Stored data
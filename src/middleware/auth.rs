use axum::{
    extract::FromRequestParts,
    http::{header, request::Parts},
};
use registrar_auth::{Claims, verify_token};
use registrar_core::AppError;
use registrar_core::permissions;
use registrar_models::UserId;

use crate::state::AppState;

/// Extractor that validates the bearer JWT and exposes its claims.
#[derive(Debug, Clone)]
pub struct AuthUser(pub Claims);

impl AuthUser {
    /// Also used directly by handlers whose behaviour widens with a
    /// permission rather than being gated by it.
    pub fn has_permission(&self, permission: &str) -> bool {
        self.0.has_permission(permission)
    }

    pub fn user_id(&self) -> Result<UserId, AppError> {
        self.0
            .sub
            .parse::<UserId>()
            .map_err(|_| AppError::unauthorized("Invalid user ID in token".to_string()))
    }

    pub fn username(&self) -> &str {
        &self.0.username
    }
}

impl FromRequestParts<AppState> for AuthUser {
    type Rejection = AppError;

    async fn from_request_parts(
        parts: &mut Parts,
        state: &AppState,
    ) -> Result<Self, Self::Rejection> {
        let auth_header = parts
            .headers
            .get(header::AUTHORIZATION)
            .and_then(|value| value.to_str().ok())
            .ok_or_else(|| AppError::unauthorized("Missing authorization header".to_string()))?;

        let token = auth_header.strip_prefix("Bearer ").ok_or_else(|| {
            AppError::unauthorized("Invalid authorization header format".to_string())
        })?;

        let claims = verify_token(token, &state.jwt_config)?;

        Ok(AuthUser(claims))
    }
}

/// Declares an extractor that authenticates the caller and then requires one
/// permission, answering 403 when it is missing.
#[macro_export]
macro_rules! require_permission {
    ($name:ident, $permission:expr) => {
        #[derive(Debug, Clone)]
        pub struct $name(pub $crate::middleware::auth::AuthUser);

        impl axum::extract::FromRequestParts<$crate::state::AppState> for $name {
            type Rejection = registrar_core::AppError;

            async fn from_request_parts(
                parts: &mut axum::http::request::Parts,
                state: &$crate::state::AppState,
            ) -> Result<Self, Self::Rejection> {
                let auth_user =
                    $crate::middleware::auth::AuthUser::from_request_parts(parts, state).await?;

                if !auth_user.has_permission($permission) {
                    return Err(registrar_core::AppError::forbidden(format!(
                        "Access denied. Missing required permission: {}",
                        $permission
                    )));
                }

                Ok($name(auth_user))
            }
        }
    };
}

require_permission!(RequireProfileManage, permissions::PROFILE_MANAGE);

require_permission!(RequireProgramsRead, permissions::PROGRAMS_READ);
require_permission!(RequireProgramsManage, permissions::PROGRAMS_MANAGE);

require_permission!(RequireSchoolYearsRead, permissions::SCHOOL_YEARS_READ);
require_permission!(RequireSchoolYearsManage, permissions::SCHOOL_YEARS_MANAGE);

require_permission!(RequireStudentsRead, permissions::STUDENTS_READ);

require_permission!(RequireEnrollmentsCreate, permissions::ENROLLMENTS_CREATE);
require_permission!(RequireEnrollmentsReview, permissions::ENROLLMENTS_REVIEW);

require_permission!(RequireNotificationsRead, permissions::NOTIFICATIONS_READ);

* Task objective:
The expected answer is every line in the data above that carries the string "impl".

* Response area:
impl AuthUser {
impl FromRequestParts<AppState> for AuthUser {
        impl axum::extract::FromRequestParts<$crate::state::AppState> for $name {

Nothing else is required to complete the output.